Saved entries

◆ ◆ ◆ ◆

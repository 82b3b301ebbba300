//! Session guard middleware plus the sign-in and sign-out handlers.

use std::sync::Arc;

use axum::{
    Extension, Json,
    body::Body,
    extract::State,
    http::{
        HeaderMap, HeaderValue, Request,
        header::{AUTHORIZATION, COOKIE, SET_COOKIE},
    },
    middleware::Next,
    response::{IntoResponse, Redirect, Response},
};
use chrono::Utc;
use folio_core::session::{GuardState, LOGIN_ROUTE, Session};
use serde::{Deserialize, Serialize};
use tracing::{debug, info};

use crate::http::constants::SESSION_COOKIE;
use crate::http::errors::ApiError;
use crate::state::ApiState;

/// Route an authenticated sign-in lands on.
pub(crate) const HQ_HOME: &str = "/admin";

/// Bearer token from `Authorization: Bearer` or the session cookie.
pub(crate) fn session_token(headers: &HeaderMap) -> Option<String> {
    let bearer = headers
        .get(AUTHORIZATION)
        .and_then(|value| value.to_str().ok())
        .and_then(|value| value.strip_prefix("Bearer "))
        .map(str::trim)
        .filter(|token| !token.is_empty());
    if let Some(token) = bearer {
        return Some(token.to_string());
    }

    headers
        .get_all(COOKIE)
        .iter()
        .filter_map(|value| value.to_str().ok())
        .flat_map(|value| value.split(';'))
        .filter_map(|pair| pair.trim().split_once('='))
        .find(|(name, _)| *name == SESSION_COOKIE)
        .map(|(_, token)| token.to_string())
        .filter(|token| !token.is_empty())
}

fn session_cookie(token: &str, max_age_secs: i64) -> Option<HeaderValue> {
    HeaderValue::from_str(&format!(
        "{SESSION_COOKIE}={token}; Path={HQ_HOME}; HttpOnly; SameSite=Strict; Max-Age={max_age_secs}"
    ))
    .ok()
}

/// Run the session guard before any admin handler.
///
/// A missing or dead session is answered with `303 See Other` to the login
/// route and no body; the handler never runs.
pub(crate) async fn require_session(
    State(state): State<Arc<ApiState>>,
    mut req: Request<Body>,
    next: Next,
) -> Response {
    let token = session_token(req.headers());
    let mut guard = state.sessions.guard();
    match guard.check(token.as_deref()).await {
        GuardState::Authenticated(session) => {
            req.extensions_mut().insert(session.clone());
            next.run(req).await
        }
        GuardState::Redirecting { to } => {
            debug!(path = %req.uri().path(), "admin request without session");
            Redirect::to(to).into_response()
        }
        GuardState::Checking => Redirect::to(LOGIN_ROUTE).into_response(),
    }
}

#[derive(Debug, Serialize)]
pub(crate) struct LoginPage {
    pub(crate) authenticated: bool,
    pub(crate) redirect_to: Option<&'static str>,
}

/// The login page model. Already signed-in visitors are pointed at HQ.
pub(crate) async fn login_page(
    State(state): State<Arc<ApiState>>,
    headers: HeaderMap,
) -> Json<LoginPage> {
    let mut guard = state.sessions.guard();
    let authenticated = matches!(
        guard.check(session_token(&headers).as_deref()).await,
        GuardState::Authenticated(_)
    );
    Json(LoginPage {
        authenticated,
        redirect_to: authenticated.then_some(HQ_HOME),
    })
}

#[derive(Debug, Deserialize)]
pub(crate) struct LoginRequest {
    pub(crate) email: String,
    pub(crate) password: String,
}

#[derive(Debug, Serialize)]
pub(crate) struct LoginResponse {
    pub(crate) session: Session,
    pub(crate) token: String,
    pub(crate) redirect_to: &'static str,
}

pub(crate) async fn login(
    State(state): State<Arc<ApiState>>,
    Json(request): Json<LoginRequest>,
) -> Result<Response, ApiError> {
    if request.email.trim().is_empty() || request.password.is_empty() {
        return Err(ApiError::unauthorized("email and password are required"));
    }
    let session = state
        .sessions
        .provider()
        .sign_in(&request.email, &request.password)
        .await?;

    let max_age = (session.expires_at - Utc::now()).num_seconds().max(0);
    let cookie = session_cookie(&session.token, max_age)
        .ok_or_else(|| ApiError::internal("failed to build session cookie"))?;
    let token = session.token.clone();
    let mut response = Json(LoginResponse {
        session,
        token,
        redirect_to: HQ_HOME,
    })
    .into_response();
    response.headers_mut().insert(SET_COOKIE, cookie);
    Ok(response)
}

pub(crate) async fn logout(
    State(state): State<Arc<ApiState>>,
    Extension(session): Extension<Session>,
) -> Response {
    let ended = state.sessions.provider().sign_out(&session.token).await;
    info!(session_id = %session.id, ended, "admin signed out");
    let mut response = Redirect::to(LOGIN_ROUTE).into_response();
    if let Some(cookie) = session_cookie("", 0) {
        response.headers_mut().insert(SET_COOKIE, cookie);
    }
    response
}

◆ ◆ ◆ ◆

| TASK DESCRIPTION |
In the records above, locate every line with the string "LoginResponse" and copy it.

| TASK ANSWER |
pub(crate) struct LoginResponse {
    let mut response = Json(LoginResponse {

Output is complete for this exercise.